Advanced Practice: Mining the Museum
PGFA: 5300 (CRN: 1944)
Friday 12:10pm – 2:50pm
What makes your pupils dilate when you look at an art work or artifact? This course will be a laboratory or workshop to develop such instantaneous experiences of visual excitement: looking at artworks, objects, and artifacts in comprehensive museums in New York City like the Metropolitan, Brooklyn Museums, MoMA and the Whitney, as well as smaller more specialized museums like the Museum of the Moving Image, as sources for something that could be useful to art work in unexpected way: thus a filmmaker might find inspiration in the glaze of a Sung Dynasty bowl, a painter might snatch some bit of visual information from an Assyrian stone carving, a photographer could get information from a Rajput painting, a video artist could learn from Charlie Chaplin’s early two-reelers or from a Courbet. This course will engage and extend students in what potential sources for art can be – what may provide surprising passions for life long art making.. The course will be conducted both through faculty-led visits to museums and in-class discussions and presentations.
Faculty Bio:
Mira Schor is a New York-based artist and writer noted for her advocacy of painting in a post-medium visual culture and for her contributions to feminist art history.
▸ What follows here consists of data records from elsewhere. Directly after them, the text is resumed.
//! Check orchestration across the configured fleet
//!
//! Drives the per-host pipeline (connect with retry, run the disk-usage
//! command, parse, evaluate, alert) strictly sequentially and aggregates a
//! run-level summary. Hosts are isolated: one host failing never aborts the
//! run or affects another host's check.

use std::time::Duration;

use crate::alert::{AlertDispatcher, AlertEvent, Severity};
use crate::config::{MonitorConfig, ServerTarget};
use crate::session::{connect_with_retry, CommandOutput, ExecError, RetryPolicy};
use crate::usage::{self, UsageRecord, DF_COMMAND};

/// Success/failure counts for one monitoring run
#[derive(Debug, Clone, Copy, Default, PartialEq, Eq)]
pub struct RunSummary {
    /// Hosts whose check completed through evaluation
    pub succeeded: usize,
    /// Hosts that failed at any stage
    pub failed: usize,
}

impl RunSummary {
    /// Total number of hosts processed
    pub const fn total(&self) -> usize {
        self.succeeded + self.failed
    }

    fn record(&mut self, outcome: &CheckOutcome) {
        if outcome.is_success() {
            self.succeeded += 1;
        } else {
            self.failed += 1;
        }
    }
}

/// Terminal state of one host's check within a run
#[derive(Debug, Clone, Copy, PartialEq, Eq)]
pub enum CheckOutcome {
    /// Evaluation completed; `alerted` is set when the threshold was
    /// breached. Alerting is a side effect, not a failure mode.
    Completed {
        /// Whether a threshold alert was emitted
        alerted: bool,
    },
    /// Retry budget exhausted; a critical alert was emitted and no parsing
    /// or evaluation occurred
    ConnectFailed,
    /// The remote command failed or could not be run; no alert
    CommandFailed,
    /// The command succeeded but produced no parseable rows; no alert
    NothingParsed,
}

impl CheckOutcome {
    /// True iff the host counts as a run success
    pub const fn is_success(self) -> bool {
        matches!(self, Self::Completed { .. })
    }
}

/// Builds the alert emitted when a host's retry budget is exhausted
pub fn connection_failure_alert(host: &str) -> AlertEvent {
    AlertEvent::new(
        format!("Connection Failed: {host}"),
        format!(
            "Failed to connect to server {host}\n\
             Please check network connectivity and SSH credentials."
        ),
        Severity::Critical,
        host,
    )
}

/// Builds the alert emitted when filesystems exceed the threshold
pub fn threshold_alert(host: &str, exceeding: &[UsageRecord], threshold: u8) -> AlertEvent {
    AlertEvent::new(
        format!("Disk Usage Alert: {host}"),
        usage::format_alert_body(host, exceeding, threshold),
        Severity::Warning,
        host,
    )
}

/// Orchestrates disk usage checks across all configured servers
pub struct Monitor {
    config: MonitorConfig,
    dispatcher: AlertDispatcher,
}

impl Monitor {
    /// Creates a monitor, instantiating alert channels from the config
    pub fn new(config: MonitorConfig) -> Self {
        let dispatcher = AlertDispatcher::from_settings(&config.alerts);
        Self { config, dispatcher }
    }

    /// Creates a monitor with an explicit dispatcher
    pub fn with_dispatcher(config: MonitorConfig, dispatcher: AlertDispatcher) -> Self {
        Self { config, dispatcher }
    }

    /// Checks every configured server in declaration order.
    ///
    /// Hosts are processed strictly sequentially; alert delivery for a host
    /// completes before the next host's check starts. Individual host
    /// failures are absorbed into the summary, never propagated.
    pub async fn run(&self) -> RunSummary {
        tracing::info!(
            servers = self.config.servers.len(),
            threshold = self.config.threshold,
            "Starting disk monitoring"
        );

        let mut summary = RunSummary::default();
        for server in &self.config.servers {
            let outcome = self.check_host(server).await;
            summary.record(&outcome);
        }

        tracing::info!(
            "Monitoring complete: {} successful, {} failed",
            summary.succeeded,
            summary.failed
        );
        summary
    }

    /// Runs the full pipeline for one host
    async fn check_host(&self, target: &ServerTarget) -> CheckOutcome {
        tracing::info!(host = %target.host, "Checking server");

        let policy = RetryPolicy::new(self.config.ssh.retry_attempts);
        let timeout =
            Duration::from_secs(target.effective_timeout_secs(self.config.ssh.timeout));

        let session = match connect_with_retry(target, policy, timeout).await {
            Ok(session) => session,
            Err(err) => {
                tracing::error!(host = %target.host, error = %err, "Connection failed");
                let event = connection_failure_alert(&target.host);
                self.dispatcher.dispatch(&event).await;
                return CheckOutcome::ConnectFailed;
            }
        };

        let result = session.execute(DF_COMMAND).await;
        session.close().await;

        let (outcome, alert) = self.evaluate(&target.host, result);
        if let Some(event) = alert {
            self.dispatcher.dispatch(&event).await;
        }
        outcome
    }

    /// Maps a command result to an outcome and an optional alert.
    ///
    /// A non-zero remote exit is a command-execution problem, not a
    /// reachability problem, so it records a failure without alerting.
    /// Likewise an empty parse result fails the host with a diagnostic
    /// only.
    fn evaluate(
        &self,
        host: &str,
        result: Result<CommandOutput, ExecError>,
    ) -> (CheckOutcome, Option<AlertEvent>) {
        let output = match result {
            Ok(output) => output,
            Err(err) => {
                tracing::error!(host, error = %err, "Failed to run disk usage command");
                return (CheckOutcome::CommandFailed, None);
            }
        };

        if !output.success {
            tracing::error!(host, stderr = %output.stderr, "Disk usage command failed");
            return (CheckOutcome::CommandFailed, None);
        }

        let records = usage::parse_df_output(&output.stdout);
        if records.is_empty() {
            tracing::warn!(host, "No disk usage data parsed");
            return (CheckOutcome::NothingParsed, None);
        }

        let exceeding = usage::over_threshold(&records, self.config.threshold);
        if exceeding.is_empty() {
            (CheckOutcome::Completed { alerted: false }, None)
        } else {
            let event = threshold_alert(host, &exceeding, self.config.threshold);
            (CheckOutcome::Completed { alerted: true }, Some(event))
        }
    }
}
Schor’s work balances political and theoretical concerns with formalist and material passions. Her work has included major periods in which gendered narrative and representation of the body have been featured; in other periods the focus of her work has been representation of language in drawing and painting. Schor received her MFA in painting from CalArts in 1973. She is the recipient of awards in painting from the Guggenheim, Rockefeller, Marie Walsh Sharpe, and Pollock-Krasner Foundations and of the College Art Association’s Frank Jewett Mather Award in Art Criticism. Schor’s work has been included in exhibitions at the Hammer Museum, P.S.1, The Neuberger Museum, The Jewish Museum, and The Aldrich Museum. She is represented by Lyles & King Gallery in New York City. In 2017 Mira Schor was elected to the National Academy.